▶ PROBLEM REQUIREMENTS: Write out the entries below exactly. End with the line that contains "these is reported.".

━━━━━ PROVIDED RECORDS

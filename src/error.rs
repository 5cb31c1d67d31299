use std::fmt;

use thiserror::Error;

/// Reasons why a spiral waveform could not be computed.
///
/// All variants are returned synchronously from [`synthesize`](crate::synthesize);
/// the buffer never holds partial output when one of these is reported.
#[derive(Error, Debug, Clone, PartialEq)]
pub enum SpiralError {
    #[error("invalid parameter `{name}`: {reason}")]
    InvalidParameter {
        name: &'static str,
        reason: &'static str,
    },
    #[error("invalid density profile: {0}")]
    InvalidDensity(&'static str),
    #[error(
        "trajectory infeasible: buffer of {capacity} samples exhausted at k = {reached:.3}/m \
         (target {target:.3}/m)"
    )]
    Infeasible {
        capacity: usize,
        reached: f64,
        target: f64,
    },
    #[error("numerical degeneracy: {0}")]
    Degenerate(&'static str),
    #[error("gradient delay of {delay} s exceeds the readout duration of {readout} s")]
    DelayExceedsReadout { delay: f64, readout: f64 },
    #[error("{kind} limit exceeded at sample {index}")]
    ConstraintViolation { index: usize, kind: Constraint },
}

/// Hardware limit checked on the final waveform
#[derive(Debug, Clone, Copy, PartialEq, Eq)]
pub enum Constraint {
    Amplitude,
    Slew,
}

impl fmt::Display for Constraint {
    fn fmt(&self, f: &mut fmt::Formatter<'_>) -> fmt::Result {
        match self {
            Constraint::Amplitude => write!(f, "gradient amplitude"),
            Constraint::Slew => write!(f, "slew rate"),
        }
    }
}

#[derive(Error, Debug, Clone, Copy, PartialEq, Eq)]
#[error("cannot convert {from} into {into}")]
pub struct ConversionError {
    pub from: &'static str,
    pub into: &'static str,
}

#[derive(Error, Debug, Clone, PartialEq, Eq)]
pub enum ExtractionError {
    #[error("missing attribute `{0}`")]
    KeyNotFound(String),
    #[error("attribute `{key}`: {source}")]
    Conversion {
        key: String,
        source: ConversionError,
    },
    #[error("attribute `{key}` out of range: {value}")]
    OutOfRange { key: String, value: i64 },
}

/// Error returned by [`spiral_waveform_tool`](crate::tool::spiral_waveform_tool)
#[derive(Error, Debug, Clone, PartialEq)]
pub enum ToolError {
    #[error(transparent)]
    Extraction(#[from] ExtractionError),
    #[error(transparent)]
    Spiral(#[from] SpiralError),
}

#[derive(Error, Debug)]
pub enum CodecError {
    #[error("serialization failed: {0}")]
    Serialization(#[from] rmp_serde::encode::Error),
    #[error("deserialization failed: {0}")]
    Deserialization(#[from] rmp_serde::decode::Error),
    #[error("decompression failed: {0}")]
    Decompression(std::io::Error),
}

━━━━━━━━━━

▶ RESPONSE BOX:
filename src/error.rs
repository 5cb31c1d67d31299
use std::fmt;

use thiserror::Error;

/// Reasons why a spiral waveform could not be computed.
///
/// All variants are returned synchronously from [`synthesize`](crate::synthesize);
/// the buffer never holds partial output when one of these is reported.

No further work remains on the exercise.